Épluchage et questionnement des sources : G. R. R. Martin, historien de Westeros

Guerres, alliances, trahisons, tragédies… : l’action se situe trois cent ans avant les événements relatés dans « Le trône de fer », mais la recette reste la même. Ce qui change, en revanche, c’est la manière de narrer ces événements. Car si la série d’origine adopte la plupart des caractéristiques des œuvres de fiction traditionnelles (narration à la troisième personne, alternance de points de vues, présence de dialogues…), « Feu et sang » se veut au contraire une retranscription de chroniques historiques. On a donc affaire à un texte dense, quasiment exempt de dialogues, écrit à posteriori et dont le seul narrateur est le mestre qui raconte les événements. Ce choix d’un narrateur unique est cela dit largement contrebalancé par la multiplicité des sources (et donc des points de vue) évoquées par l’auteur qui, en bon historien, prend le temps de questionner les textes et témoignages qui lui sont parvenus et de pointer du doigt leurs limites (authenticité douteuse, parti pris de l’auteur, lacunes…). Cette compilation de dates et d’événements pourraient, à première vue, paraître rébarbatives et relevées du pur verbiage réservé aux fans inconditionnels de la série. C’était sans compter le talent de conteur de G. R. R. Martin, qui prouve une fois encore ici qu’il est de la trempe des très grands auteurs. Car ces chroniques se révèlent absolument passionnantes du début à la fin, tant par la forme que par le fond. Outre les règnes successifs des premiers Targaryens, l’auteur retrace la naissance de Westeros tel qu’on le connaît, avec ses institutions, ses traditions, son histoire. On assiste par exemple à la création de la ville de Port Réal située à l’embouchure de la Néra (là où Ageon le Conquérant aurait débarqué pour la première fois) et qui, au fil des ans, évolue du petit village à la ville grouillante et désorganisée, pour ensuite finir par être réaménagée afin de mieux coller à son statut de capitale du royaume. On remonte également aux origines de la construction du Donjon rouge, ainsi que de la création de la Garde royale, de la fonction de Main du roi, et même du trône de fer lui-même. Sans compter les détails donnés concernant l’instauration de telle loi, telle taxe, tel impôt…

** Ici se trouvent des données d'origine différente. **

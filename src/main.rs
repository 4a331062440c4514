// src/main.rs

use taskpipe::{cli, logging, run};

#[tokio::main]
async fn main() {
    if let Err(err) = run_main().await {
        eprintln!("taskpipe error: {err:?}");
        std::process::exit(1);
    }
}

async fn run_main() -> anyhow::Result<()> {
    let args = cli::parse();
    logging::init_logging(args.log_level, !args.no_color)?;
    run(args).await
}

Une complexité difficilement égalable

Déjà particulièrement étoffé dans la série d’origine, l’univers de Westeros acquiert ici une épaisseur folle tant l’auteur pousse à son paroxysme le degré de précision et la complexité de sa création. Un travail d’autant plus colossal que l’auteur se permet le luxe de poser en permanence les jalons d’autres histoires, notamment via l’évocation des îles et continents qui entourent Westeros mais dont celui-ci n’a pas toujours une bonne connaissance. Difficile de réfréner sa curiosité à la mention des îles d’Été, ou d’Asshaï-lès-l’Ombre, la ville noire des ensorceleurs, ou même de l’ancienne Valyria que l’on sait habité mais par des créatures dont on ignore (et redoute) la nature. Si l’envie de repousser les limites du continent est bien là, il faut reconnaître que le lecteur a déjà suffisamment affaire avec un Westeros plus ancien que celui que l’on connaît, mais qui nous semble néanmoins familier. Et pour cause ! Car si les personnages diffèrent, les dynasties, elles, demeurent, aussi retrouve-t-on pléthore de Starks, de Lannister, de Barathéon, de Tyrell et j’en passe. L’occasion de changer de perspectives et de comprendre comment telle famille a obtenu tel territoire ou telle position, et donc comment des alliances ou des inimitiés ont pu naître et être entretenues au fil des générations. On découvre par exemple la manière dont les Barathéon ont gagné leur blason et leur devise, mais aussi d’où vient au château d’Harrenhall sa sinistre réputation, ou encore la raison pour laquelle les relations entre la couronne et Dorne ont toujours été particulièrement tendues. La famille Targaryen occupe évidemment le devant de la scène et l’auteur revient à de multiples reprises sur ce qui fait leur spécificité : leur physique, leurs dragons… et leur pratique du mariage entre frère et sœur. Un sujet abondamment discuté dans le royaume et qui fournit l’occasion à l’auteur d’aborder en détail l’évolution des relations entre la couronne et les représentants successifs du pouvoir religieux (dans un premier temps farouchement hostiles à la pratique).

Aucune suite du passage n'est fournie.